Exercise requirements: Give the data again exactly, stopping after the "let (stop_tx, stop_rx)" line.

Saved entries
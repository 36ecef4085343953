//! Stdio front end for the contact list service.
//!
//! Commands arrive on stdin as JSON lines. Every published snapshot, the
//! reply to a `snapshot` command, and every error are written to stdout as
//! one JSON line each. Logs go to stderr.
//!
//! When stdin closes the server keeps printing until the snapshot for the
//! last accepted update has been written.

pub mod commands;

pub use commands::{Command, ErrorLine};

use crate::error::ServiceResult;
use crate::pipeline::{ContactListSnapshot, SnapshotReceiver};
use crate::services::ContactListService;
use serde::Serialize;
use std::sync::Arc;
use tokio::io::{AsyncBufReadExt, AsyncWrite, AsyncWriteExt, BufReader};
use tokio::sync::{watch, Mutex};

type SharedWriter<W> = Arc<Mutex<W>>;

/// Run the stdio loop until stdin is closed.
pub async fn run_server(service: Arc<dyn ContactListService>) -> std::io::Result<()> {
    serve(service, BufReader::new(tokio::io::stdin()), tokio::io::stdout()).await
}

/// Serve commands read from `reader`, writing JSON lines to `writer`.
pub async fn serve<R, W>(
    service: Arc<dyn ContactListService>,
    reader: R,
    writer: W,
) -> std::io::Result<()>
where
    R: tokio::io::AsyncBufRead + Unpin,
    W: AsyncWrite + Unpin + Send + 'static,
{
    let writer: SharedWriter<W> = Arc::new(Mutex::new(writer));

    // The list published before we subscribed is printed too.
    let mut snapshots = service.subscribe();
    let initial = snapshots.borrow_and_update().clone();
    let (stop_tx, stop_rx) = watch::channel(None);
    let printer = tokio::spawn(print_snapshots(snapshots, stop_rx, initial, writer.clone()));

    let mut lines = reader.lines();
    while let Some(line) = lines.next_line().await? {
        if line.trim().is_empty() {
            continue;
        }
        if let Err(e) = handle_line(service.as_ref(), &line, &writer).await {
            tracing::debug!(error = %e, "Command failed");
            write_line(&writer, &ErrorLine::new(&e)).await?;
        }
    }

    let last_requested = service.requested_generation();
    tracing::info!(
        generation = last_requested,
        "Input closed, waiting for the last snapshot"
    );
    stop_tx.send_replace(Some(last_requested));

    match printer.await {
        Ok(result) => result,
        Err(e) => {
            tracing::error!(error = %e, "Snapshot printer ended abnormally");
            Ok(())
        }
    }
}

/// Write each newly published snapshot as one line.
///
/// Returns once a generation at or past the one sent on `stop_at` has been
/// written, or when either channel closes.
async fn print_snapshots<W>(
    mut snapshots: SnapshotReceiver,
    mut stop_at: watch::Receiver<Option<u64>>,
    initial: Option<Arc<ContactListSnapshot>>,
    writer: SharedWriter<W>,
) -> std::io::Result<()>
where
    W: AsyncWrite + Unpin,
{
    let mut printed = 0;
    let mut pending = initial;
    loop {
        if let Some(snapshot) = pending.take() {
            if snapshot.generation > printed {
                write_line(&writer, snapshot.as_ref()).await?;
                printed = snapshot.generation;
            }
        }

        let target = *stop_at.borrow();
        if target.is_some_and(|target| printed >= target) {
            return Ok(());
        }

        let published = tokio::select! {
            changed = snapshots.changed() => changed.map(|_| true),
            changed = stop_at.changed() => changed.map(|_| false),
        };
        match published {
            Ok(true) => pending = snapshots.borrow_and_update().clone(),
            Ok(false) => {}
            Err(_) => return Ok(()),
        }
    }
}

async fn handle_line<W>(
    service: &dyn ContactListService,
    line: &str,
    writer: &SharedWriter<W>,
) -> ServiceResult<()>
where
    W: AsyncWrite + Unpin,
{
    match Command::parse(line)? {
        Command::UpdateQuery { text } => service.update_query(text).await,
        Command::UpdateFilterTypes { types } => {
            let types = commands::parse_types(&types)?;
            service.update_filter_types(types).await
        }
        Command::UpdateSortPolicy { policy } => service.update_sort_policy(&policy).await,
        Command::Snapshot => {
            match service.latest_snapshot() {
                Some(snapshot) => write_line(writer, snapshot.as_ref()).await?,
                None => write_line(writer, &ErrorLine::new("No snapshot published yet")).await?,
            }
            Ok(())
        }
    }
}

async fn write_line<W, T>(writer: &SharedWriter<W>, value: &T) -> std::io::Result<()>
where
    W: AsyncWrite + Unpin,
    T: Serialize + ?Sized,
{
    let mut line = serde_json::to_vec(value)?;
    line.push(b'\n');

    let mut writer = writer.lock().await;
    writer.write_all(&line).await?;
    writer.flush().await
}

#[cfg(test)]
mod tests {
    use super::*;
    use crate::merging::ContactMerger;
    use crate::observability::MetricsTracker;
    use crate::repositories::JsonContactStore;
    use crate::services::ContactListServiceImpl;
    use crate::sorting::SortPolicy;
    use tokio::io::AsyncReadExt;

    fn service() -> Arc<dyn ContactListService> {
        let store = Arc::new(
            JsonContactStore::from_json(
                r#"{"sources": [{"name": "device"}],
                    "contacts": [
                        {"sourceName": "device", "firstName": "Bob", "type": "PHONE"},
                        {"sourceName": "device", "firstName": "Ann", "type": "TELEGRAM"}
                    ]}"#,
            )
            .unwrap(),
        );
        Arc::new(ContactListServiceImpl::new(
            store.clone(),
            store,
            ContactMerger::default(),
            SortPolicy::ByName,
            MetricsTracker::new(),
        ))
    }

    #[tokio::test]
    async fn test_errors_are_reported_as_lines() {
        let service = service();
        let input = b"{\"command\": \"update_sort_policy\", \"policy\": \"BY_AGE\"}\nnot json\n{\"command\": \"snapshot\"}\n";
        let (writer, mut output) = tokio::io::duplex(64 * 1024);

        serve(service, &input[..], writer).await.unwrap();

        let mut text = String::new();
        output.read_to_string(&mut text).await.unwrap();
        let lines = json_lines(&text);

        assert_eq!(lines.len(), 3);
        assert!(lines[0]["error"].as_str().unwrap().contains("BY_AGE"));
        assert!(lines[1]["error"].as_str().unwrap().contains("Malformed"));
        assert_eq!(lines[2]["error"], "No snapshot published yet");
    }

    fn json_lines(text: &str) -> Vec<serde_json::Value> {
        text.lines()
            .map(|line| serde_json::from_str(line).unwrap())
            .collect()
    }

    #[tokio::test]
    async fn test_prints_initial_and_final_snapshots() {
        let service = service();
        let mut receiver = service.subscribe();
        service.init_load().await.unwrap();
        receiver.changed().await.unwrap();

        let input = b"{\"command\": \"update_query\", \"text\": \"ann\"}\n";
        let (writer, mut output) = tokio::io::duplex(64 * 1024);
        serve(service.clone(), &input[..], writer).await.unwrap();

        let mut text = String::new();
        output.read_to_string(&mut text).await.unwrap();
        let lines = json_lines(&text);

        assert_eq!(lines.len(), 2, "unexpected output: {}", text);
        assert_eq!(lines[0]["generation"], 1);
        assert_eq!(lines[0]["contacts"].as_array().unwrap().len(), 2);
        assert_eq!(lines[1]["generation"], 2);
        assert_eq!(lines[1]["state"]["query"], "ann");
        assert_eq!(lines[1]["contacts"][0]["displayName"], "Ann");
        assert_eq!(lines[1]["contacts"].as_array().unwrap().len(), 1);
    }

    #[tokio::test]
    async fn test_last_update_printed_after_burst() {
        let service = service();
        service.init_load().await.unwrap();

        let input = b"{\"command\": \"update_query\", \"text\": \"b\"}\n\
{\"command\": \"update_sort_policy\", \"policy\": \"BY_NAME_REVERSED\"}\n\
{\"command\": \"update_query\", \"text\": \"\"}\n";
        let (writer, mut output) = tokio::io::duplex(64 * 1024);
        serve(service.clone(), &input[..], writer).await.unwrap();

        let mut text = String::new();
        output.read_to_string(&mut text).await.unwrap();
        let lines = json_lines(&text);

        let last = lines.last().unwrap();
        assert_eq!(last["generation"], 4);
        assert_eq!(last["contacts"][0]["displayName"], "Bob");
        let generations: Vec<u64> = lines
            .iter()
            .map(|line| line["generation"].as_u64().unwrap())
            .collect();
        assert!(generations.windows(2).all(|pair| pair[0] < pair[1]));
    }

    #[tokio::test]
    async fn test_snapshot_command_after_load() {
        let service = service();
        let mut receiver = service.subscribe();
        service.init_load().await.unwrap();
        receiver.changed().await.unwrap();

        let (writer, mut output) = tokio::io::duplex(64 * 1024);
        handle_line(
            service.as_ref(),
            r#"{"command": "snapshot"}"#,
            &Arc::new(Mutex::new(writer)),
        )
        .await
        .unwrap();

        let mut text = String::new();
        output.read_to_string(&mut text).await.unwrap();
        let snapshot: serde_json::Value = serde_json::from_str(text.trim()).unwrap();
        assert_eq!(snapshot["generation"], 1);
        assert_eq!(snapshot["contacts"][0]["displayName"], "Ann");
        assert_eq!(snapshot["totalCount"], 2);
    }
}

Written answer:
repository 36ecef4085343953
//! Stdio front end for the contact list service.
//!
//! Commands arrive on stdin as JSON lines. Every published snapshot, the
//! reply to a `snapshot` command, and every error are written to stdout as
//! one JSON line each. Logs go to stderr.
//!
//! When stdin closes the server keeps printing until the snapshot for the
//! last accepted update has been written.

pub mod commands;

pub use commands::{Command, ErrorLine};

use crate::error::ServiceResult;
use crate::pipeline::{ContactListSnapshot, SnapshotReceiver};
use crate::services::ContactListService;
use serde::Serialize;
use std::sync::Arc;
use tokio::io::{AsyncBufReadExt, AsyncWrite, AsyncWriteExt, BufReader};
use tokio::sync::{watch, Mutex};

type SharedWriter<W> = Arc<Mutex<W>>;

/// Run the stdio loop until stdin is closed.
pub async fn run_server(service: Arc<dyn ContactListService>) -> std::io::Result<()> {
    serve(service, BufReader::new(tokio::io::stdin()), tokio::io::stdout()).await
}

/// Serve commands read from `reader`, writing JSON lines to `writer`.
pub async fn serve<R, W>(
    service: Arc<dyn ContactListService>,
    reader: R,
    writer: W,
) -> std::io::Result<()>
where
    R: tokio::io::AsyncBufRead + Unpin,
    W: AsyncWrite + Unpin + Send + 'static,
{
    let writer: SharedWriter<W> = Arc::new(Mutex::new(writer));

    // The list published before we subscribed is printed too.
    let mut snapshots = service.subscribe();
    let initial = snapshots.borrow_and_update().clone();
    let (stop_tx, stop_rx) = watch::channel(None);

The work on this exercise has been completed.